• _YOUR TASK_: Find the lines in the records below that contain "Result", and report each of them.

-- Opening Marker --

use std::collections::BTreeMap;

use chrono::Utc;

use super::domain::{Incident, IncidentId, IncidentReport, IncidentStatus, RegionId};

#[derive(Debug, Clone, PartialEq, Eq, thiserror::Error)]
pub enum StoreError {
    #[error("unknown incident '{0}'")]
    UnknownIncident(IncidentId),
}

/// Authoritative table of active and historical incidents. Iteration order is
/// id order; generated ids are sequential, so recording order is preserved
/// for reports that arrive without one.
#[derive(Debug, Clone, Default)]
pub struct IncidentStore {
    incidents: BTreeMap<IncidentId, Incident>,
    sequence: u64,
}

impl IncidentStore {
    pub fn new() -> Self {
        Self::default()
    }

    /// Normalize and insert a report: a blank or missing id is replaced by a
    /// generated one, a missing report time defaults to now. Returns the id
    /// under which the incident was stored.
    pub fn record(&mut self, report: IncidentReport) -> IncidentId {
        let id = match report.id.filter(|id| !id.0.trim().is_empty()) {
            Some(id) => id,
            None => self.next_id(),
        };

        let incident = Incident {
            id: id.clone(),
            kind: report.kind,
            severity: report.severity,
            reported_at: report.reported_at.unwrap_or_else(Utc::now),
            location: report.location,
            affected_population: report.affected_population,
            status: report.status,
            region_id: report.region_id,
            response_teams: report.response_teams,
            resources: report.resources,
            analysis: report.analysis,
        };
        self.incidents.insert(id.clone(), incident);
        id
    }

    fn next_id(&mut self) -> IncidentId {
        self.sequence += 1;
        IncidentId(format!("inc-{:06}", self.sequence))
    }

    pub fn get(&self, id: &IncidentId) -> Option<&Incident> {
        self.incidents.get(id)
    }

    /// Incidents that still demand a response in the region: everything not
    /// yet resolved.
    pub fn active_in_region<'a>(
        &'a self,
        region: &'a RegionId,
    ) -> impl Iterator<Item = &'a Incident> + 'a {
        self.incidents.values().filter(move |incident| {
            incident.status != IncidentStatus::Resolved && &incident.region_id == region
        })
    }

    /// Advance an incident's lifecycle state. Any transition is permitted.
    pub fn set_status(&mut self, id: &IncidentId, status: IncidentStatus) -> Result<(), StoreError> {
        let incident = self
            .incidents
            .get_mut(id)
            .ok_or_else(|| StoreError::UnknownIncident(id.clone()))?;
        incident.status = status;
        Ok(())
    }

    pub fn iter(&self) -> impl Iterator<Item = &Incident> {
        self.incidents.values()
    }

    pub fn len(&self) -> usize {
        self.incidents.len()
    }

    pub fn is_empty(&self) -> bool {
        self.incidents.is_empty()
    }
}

-- Closing Marker --
-- Opening Marker --

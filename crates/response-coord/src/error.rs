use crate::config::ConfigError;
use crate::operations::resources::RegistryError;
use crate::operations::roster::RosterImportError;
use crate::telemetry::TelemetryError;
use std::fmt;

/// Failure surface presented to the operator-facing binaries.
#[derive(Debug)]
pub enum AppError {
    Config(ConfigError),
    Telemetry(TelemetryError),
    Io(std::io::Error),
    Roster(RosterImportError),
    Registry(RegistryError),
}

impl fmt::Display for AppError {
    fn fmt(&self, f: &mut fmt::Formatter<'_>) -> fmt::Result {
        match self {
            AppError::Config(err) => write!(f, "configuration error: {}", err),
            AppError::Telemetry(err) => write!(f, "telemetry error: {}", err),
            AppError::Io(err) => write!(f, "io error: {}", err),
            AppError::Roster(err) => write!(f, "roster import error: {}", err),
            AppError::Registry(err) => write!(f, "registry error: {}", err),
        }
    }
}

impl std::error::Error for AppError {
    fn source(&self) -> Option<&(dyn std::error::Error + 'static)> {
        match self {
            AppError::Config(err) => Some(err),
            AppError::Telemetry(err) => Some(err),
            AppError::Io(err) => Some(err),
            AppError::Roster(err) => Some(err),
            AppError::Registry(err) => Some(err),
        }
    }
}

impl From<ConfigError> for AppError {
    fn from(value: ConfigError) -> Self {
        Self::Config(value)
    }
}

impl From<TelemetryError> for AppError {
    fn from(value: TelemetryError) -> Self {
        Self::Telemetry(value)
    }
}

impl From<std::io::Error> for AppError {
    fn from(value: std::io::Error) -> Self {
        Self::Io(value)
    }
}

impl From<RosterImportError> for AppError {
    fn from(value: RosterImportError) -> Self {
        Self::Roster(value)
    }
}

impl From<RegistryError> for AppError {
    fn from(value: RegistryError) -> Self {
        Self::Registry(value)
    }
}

-- Closing Marker --

• _EXPECTED ANSWER_:
    pub fn set_status(&mut self, id: &IncidentId, status: IncidentStatus) -> Result<(), StoreError> {
    fn fmt(&self, f: &mut fmt::Formatter<'_>) -> fmt::Result {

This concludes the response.